Exercise prompt -
How many lines in the material below include the string "crate"? Only the number should be given.

Data listing -
▶
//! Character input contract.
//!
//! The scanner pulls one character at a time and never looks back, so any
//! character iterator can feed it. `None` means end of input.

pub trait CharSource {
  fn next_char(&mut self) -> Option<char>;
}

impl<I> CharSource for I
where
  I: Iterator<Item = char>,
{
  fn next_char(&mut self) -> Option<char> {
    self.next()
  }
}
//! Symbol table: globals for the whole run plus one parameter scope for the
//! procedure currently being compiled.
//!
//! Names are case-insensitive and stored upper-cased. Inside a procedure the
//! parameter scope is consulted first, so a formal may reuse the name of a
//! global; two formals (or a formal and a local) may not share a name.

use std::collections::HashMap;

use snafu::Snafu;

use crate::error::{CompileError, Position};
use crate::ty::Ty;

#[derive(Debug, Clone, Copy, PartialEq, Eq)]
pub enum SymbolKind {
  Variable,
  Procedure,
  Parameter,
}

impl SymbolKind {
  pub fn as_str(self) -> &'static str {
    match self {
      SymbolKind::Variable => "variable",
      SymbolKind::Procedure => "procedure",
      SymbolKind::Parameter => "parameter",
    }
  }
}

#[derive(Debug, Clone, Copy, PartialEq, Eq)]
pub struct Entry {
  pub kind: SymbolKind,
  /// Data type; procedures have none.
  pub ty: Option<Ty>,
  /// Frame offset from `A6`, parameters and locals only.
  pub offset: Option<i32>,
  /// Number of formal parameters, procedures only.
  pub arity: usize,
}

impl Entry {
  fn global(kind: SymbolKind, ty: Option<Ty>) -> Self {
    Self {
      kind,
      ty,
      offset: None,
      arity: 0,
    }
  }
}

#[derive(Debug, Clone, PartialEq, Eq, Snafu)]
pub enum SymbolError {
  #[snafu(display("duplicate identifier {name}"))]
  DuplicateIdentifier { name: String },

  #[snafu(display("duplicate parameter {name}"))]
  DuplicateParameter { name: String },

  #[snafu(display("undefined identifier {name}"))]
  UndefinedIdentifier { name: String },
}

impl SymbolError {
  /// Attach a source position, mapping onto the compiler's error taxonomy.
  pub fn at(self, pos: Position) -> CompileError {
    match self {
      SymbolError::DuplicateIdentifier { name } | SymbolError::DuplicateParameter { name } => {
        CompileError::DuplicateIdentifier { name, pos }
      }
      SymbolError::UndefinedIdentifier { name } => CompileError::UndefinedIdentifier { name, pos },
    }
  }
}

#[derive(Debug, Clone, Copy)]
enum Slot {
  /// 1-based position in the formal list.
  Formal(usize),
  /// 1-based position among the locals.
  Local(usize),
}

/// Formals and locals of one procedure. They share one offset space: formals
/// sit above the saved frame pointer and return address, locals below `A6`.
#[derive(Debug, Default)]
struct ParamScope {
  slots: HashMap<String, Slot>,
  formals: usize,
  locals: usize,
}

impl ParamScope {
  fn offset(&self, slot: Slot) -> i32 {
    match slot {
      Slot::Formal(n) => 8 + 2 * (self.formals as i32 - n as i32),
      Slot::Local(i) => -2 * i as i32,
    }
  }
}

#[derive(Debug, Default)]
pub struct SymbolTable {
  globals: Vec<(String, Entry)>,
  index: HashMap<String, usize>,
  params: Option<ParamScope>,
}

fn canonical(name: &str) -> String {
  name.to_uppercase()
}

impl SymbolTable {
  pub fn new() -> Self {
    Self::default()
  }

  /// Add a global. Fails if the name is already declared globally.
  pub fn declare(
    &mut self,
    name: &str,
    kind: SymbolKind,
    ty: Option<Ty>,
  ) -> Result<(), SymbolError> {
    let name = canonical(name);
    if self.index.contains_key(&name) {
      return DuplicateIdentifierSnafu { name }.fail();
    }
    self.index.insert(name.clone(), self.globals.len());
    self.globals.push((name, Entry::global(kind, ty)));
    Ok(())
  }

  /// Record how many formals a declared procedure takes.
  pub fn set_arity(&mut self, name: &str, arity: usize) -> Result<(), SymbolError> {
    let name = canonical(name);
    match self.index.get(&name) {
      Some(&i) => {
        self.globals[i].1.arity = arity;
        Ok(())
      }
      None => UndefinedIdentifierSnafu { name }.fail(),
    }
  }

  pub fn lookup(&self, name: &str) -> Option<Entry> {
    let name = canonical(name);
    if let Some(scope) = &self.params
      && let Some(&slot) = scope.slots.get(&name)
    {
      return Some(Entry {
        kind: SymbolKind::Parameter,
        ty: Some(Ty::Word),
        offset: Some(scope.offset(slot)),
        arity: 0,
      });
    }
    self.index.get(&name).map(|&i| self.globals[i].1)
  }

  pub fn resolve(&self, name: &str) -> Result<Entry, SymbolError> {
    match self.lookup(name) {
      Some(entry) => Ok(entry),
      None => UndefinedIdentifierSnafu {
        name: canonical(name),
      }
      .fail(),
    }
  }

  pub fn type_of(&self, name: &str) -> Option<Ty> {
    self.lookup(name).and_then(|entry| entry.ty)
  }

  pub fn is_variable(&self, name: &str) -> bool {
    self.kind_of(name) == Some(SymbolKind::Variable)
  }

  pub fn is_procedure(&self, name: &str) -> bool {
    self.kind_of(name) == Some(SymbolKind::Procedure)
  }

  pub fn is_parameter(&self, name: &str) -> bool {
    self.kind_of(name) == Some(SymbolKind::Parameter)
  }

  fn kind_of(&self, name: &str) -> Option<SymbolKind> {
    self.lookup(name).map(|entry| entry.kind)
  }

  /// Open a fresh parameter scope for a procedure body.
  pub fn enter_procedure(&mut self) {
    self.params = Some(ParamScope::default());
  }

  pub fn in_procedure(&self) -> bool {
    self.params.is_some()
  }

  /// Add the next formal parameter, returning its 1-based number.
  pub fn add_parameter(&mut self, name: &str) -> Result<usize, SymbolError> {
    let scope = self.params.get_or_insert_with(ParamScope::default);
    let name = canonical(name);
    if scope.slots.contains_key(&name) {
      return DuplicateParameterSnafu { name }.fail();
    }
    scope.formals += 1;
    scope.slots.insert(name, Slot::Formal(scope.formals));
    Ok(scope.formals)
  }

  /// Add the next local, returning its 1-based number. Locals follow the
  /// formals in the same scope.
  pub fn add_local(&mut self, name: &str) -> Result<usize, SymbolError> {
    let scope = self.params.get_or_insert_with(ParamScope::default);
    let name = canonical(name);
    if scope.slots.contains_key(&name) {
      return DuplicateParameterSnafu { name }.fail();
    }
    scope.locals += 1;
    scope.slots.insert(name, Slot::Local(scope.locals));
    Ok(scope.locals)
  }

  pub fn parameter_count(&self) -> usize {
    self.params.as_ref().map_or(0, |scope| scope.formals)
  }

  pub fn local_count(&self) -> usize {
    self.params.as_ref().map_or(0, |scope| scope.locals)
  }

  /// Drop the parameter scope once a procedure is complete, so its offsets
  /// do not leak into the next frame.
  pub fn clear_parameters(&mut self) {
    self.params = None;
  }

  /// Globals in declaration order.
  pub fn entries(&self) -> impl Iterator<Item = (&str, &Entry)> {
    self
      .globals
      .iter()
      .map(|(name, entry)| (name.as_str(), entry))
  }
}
◀
Expected answer -
2